Grail is seeking to debut on the Nasdaq and trade under the ticker “GRAL”. As a private company, Grail, which was founded in 2015, has been heavily funded, with $2 billion raised from investors including DNA machine maker Illumina (which the company was spun out of), Sequoia Capital China, Johnson & Johnson, and Amazon CEO Jeff Bezos. Grail is looking to develop a blood test that’ll be capable of detecting early-stage cancer. The company is currently solely focused on clinical trials and research and development, which typically cost sizeable amounts to run. It’s such that Grail reports having roughly $686 million in cash on its balance sheet as of the end of June of this year, despite having secured up to $2 billion in funding as a private company.
In 2019, Grail lost about $255 million from operations, compared to $276 million in the year before. For the first six months of this year, the company burned through $136.4 million in cash, compared to $117.2 million in the same period of last year. Grail currently has more than 400 employees spread across offices in U.S. and the U.K. Out of that number, 327 are engaged in research and development activities.

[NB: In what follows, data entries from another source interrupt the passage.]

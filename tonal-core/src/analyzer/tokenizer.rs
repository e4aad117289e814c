//! Streaming Tokenizer Module
//!
//! Splits cleaned text into words without allocating. It runs after the
//! character filter of the lexicon-oriented normalizer, right before
//! stopword removal and lemmatization.
//!
//! ## What It Does
//!
//! Given cleaned input like `"love new pixel camera"`, it emits each word
//! with its position:
//!
//! ```ignore
//! ("love", 0)
//! ("new", 1)
//! ("pixel", 2)
//! ("camera", 3)
//! ```
//!
//! ## The Input Contract
//!
//! The tokenizer expects text that already went through the character
//! filter:
//! - No leading or trailing whitespace
//! - No consecutive spaces between words
//!
//! If you violate this contract, the tokenizer will panic in debug mode
//! with a helpful message.

use core::str;
use memchr::memchr_iter;

/// Streaming tokenizer - splits cleaned text into words.
///
/// Tokens are not copied: they are slices (`&str`) into the input string,
/// found with a single forward scan for ASCII space bytes (0x20).
///
/// ## Example
///
/// ```
/// use tonal_core::analyzer::tokenizer::Tokenizer;
///
/// let mut count = 0;
/// Tokenizer.tokenize("hello world foo", |_text, _pos| {
///     count += 1;
/// });
///
/// assert_eq!(count, 3);
/// ```
#[derive(Debug, Copy, Clone, Default)]
pub struct Tokenizer;

impl Tokenizer {
    /// Tokenizes cleaned input and emits `(text, position)`.
    ///
    /// Position is `u32`. After emitting a token at position `u32::MAX`,
    /// further emissions stop (overflow protection).
    #[inline(always)]
    #[allow(clippy::needless_lifetimes)]
    pub fn tokenize<'n, F>(&self, cleaned: &'n str, mut emit: F)
    where
        F: FnMut(&'n str, u32),
    {
        let bytes = cleaned.as_bytes();

        debug_assert!(
            bytes.first().is_none_or(|&b| b != b' '),
            "tokenizer: leading whitespace violates the normalizer contract"
        );

        debug_assert!(
            bytes.last().is_none_or(|&b| b != b' '),
            "tokenizer: trailing whitespace violates the normalizer contract"
        );

        debug_assert!(
            !cleaned.contains("  "),
            "tokenizer: consecutive spaces violates the normalizer contract"
        );

        if bytes.is_empty() {
            return;
        }

        let mut start = 0usize;
        let mut pos = 0u32;

        for i in memchr_iter(b' ', bytes) {
            if start < i {
                // SAFETY: `cleaned` is valid UTF-8. We split only on ASCII space (0x20),
                // which is never a continuation byte, so `bytes[start..i]` is always a
                // valid UTF-8 subslice.
                let text = unsafe { str::from_utf8_unchecked(&bytes[start..i]) };
                emit(text, pos);
                if pos == u32::MAX {
                    return;
                }
                pos += 1;
            }
            start = i + 1;
        }

        if start < bytes.len() {
            // SAFETY: same invariants as above.
            let text = unsafe { str::from_utf8_unchecked(&bytes[start..]) };
            emit(text, pos);
        }
    }
}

Grail is led by CEO Hans Bishop, who previously led biopharmaceutical company Juno Therapeutics before it was scooped up by biotech giant Celgene. Celgene, which itself was later acquired in one of the biggest deals in biotech history, paid $9 billion to takeover Juno Therapeutics in 2018. Hans Bishop, who joined Grail just last year, notably took home a $65 million prorated annual pay package in that same year.